Best of the Week — First Winner

Deep reporting on a failed KKK murder plot reveals white supremacists working in Florida prison

Some stories just stick with a journalist. For AP investigative reporter Jason Dearen, a sparse 2015 announcement — three currrent or former Florida prison guards, identified by the FBI as Ku Klux Klansmen, had been arrested for plotting a former inmate’s murder — sparked a yearslong reporting effort.

Dearen’s big break came last summer when trial transcripts revealed an FBI informant was the star witness against the KKK members, his secret recordings providing a rare, detailed look at the inner workings of the klan cell and the domestic terrorism probe. Dearen and visual journalist David Goldman retraced the klansmen’s steps through Palatka, Florida, then producers Marshall Ritzel, Samantha Shotzbarger and Peter Hamlin stepped in to create a riveting online presentation.
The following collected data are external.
// FILE: crates/cli/src/main.rs

use anyhow::{Context, Result};
use clap::{value_parser, Arg, Command};
use keypoint_config::{Config, ConfigManager};

mod commands;
mod player;

fn build_cli() -> Command {
    Command::new("keypoint")
        .version("0.1.0")
        .author("Keypoint Team")
        .about("Listen to book summaries one key point at a time")
        .arg(
            Arg::new("book")
                .short('b')
                .long("book")
                .value_name("FILE")
                .help("Book JSON file (defaults to the bundled sample book)")
                .global(true),
        )
        .subcommand(Command::new("info").about("Show the book and its key points"))
        .subcommand(
            Command::new("play")
                .about("Open the playback screen")
                .arg(
                    Arg::new("position")
                        .short('p')
                        .long("position")
                        .value_name("N")
                        .help("Position of the key point to start from")
                        .value_parser(value_parser!(u32))
                        .default_value("0"),
                )
                .arg(
                    Arg::new("track-secs")
                        .long("track-secs")
                        .value_name("SECONDS")
                        .help("Length of each simulated key point track")
                        .value_parser(value_parser!(u64).range(1..))
                        .default_value("90"),
                ),
        )
        .subcommand(
            Command::new("config")
                .about("Manage the configuration file")
                .subcommand_required(true)
                .subcommand(Command::new("init").about("Write a default config file if none exists"))
                .subcommand(Command::new("show").about("Print the effective configuration"))
                .subcommand(Command::new("path").about("Print the config file location"))
                .subcommand(Command::new("reset").about("Overwrite the config file with defaults")),
        )
}

fn logger_builder(config: &Config) -> env_logger::Builder {
    let mut builder = env_logger::Builder::new();
    builder.filter_level(config.app.log_level.to_filter());
    builder
}

/// Level comes from the config file; `RUST_LOG` wins when set
fn init_logging(config: &Config) {
    logger_builder(config).parse_default_env().init();
}

#[tokio::main]
async fn main() -> Result<()> {
    let matches = build_cli().get_matches();

    let manager = ConfigManager::new().context("Failed to resolve config directory")?;
    let config = manager.load_or_default();
    init_logging(&config);
    log::debug!(
        "Loaded config from {} (log level {})",
        manager.config_path().display(),
        config.app.log_level
    );

    let book_path = matches.get_one::<String>("book").map(|s| s.as_str());

    match matches.subcommand() {
        Some(("info", _)) => commands::show_book_info(book_path),
        Some(("play", sub_matches)) => commands::play_book(book_path, sub_matches, &config).await,
        Some(("config", sub_matches)) => commands::run_config_command(&manager, sub_matches),
        _ => {
            build_cli().print_help()?;
            Ok(())
        }
    }
}

#[cfg(test)]
mod tests {
    use super::*;

    #[test]
    fn test_cli_definition_is_valid() {
        build_cli().debug_assert();
    }

    #[test]
    fn test_play_defaults() {
        let matches = build_cli().get_matches_from(["keypoint", "play"]);
        let (_, play) = matches.subcommand().unwrap();
        assert_eq!(play.get_one::<u32>("position"), Some(&0));
        assert_eq!(play.get_one::<u64>("track-secs"), Some(&90));
    }

    #[test]
    fn test_global_book_argument() {
        let matches = build_cli().get_matches_from(["keypoint", "info", "--book", "habits.json"]);
        assert_eq!(
            matches.get_one::<String>("book").map(String::as_str),
            Some("habits.json")
        );
    }

    #[test]
    fn test_logger_uses_configured_level() {
        let mut config = Config::default();
        config.app.log_level = keypoint_config::LogLevel::Trace;
        assert_eq!(logger_builder(&config).build().filter(), log::LevelFilter::Trace);

        config.app.log_level = keypoint_config::LogLevel::Error;
        assert_eq!(logger_builder(&config).build().filter(), log::LevelFilter::Error);
    }

    #[test]
    fn test_zero_track_length_rejected() {
        let result = build_cli().try_get_matches_from(["keypoint", "play", "--track-secs", "0"]);
        assert!(result.is_err());
    }
}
The resulting all-formats package had immediate impact, with Florida papers featuring it on home pages and front pages, and prompting calls for investigations into white supremacy among prison workers. The story found 360,000 readers on AP News and kept them there for an average of more than five minutes — longer than any other AP story in memory.

For dogged reporting and an immersive all-formats narrative that exposes a salient, timely issue, Dearan, Goldman, Ritzel, Shotzbarger and Hamlin win AP’s Best of the Week award.